Anna zuckte die Schulter und seufzte. Die Aufkleber stammten von ihr. Sie höchstpersönlich pappte sie beiden Autos aufs Heck, nachdem sie sich wieder einmal über die langen Leinen der Lenkdrachen geärgert hatte, die so viel Platz beanspruchten und den halben Strand versperrten.
„Manchmal muss man seine Meinung eben ändern und sich weiterentwickeln.“
Die Oberkommissarin schüttelte nur den Kopf. Sie schnappte sich ihr Sportgerät, den Surfmast in der linken und die Fußschlaufe des Boards in der rechten Hand und balancierte vorsichtig auf der Treppe zum Wasser hinunter. Anna kam japsend hinter ihr her. Ohne weitere Zeit zu verlieren, gingen sie nebeneinander in die Nordsee hinein, bis ihnen das kühle Wasser beinahe an ihre Hüften reichte. Mit beiden Händen am Gabelbaum richtete Valerie das Segel aus und wartete geduldig, bis eine Windböe hineingriff und genügend Druck entstand.
„Sei vorsichtig.

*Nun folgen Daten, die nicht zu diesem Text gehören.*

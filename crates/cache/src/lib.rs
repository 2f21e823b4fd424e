//! Content-addressed result cache.
//!
//! Formatter results are keyed by [`canonical_key`], a digest over the normalized option set,
//! the content type, and the source text. The [`FormatCache`] bounds the store with two
//! independent eviction pressures:
//!
//! - **Capacity**: inserting into a full cache evicts the least-recently-used entry.
//! - **Age**: an entry older than the TTL is dropped the next time it is looked up. Expiry is
//!   lazy; no background timer runs.
//!
//! Lifecycle notifications go to a [`CacheObserver`]. Time is read through a [`Clock`] so tests
//! can drive expiry deterministically.

mod clock;
mod error;
mod key;
mod observer;
mod store;

pub use clock::{Clock, ManualClock, SystemClock};
pub use error::{CacheError, Result};
pub use key::{CacheKey, canonical_key, fingerprint};
pub use observer::{CacheObserver, NoopObserver};
pub use store::{CacheEntry, CacheStats, FormatCache};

Denk an .... .“
„die gefährliche Ringströmung“, hatte sie rufen wollen. Aber Anna stand schon auf dem Brett und zog das Segel dicht. Das Surfboard beschleunigte, schnell schoss sie aufs Meer hinaus. Valerie schüttelte den Kopf und hatte prompt den entscheidenden Moment verpasst. Sie wartete auf die nächste Böe und ließ sich mit dem Segel nach oben auf das Board ziehen. Sofort nahm sie Fahrt auf und hängte sich ins Trapez. Ab jetzt war jeder für sich allein unterwegs.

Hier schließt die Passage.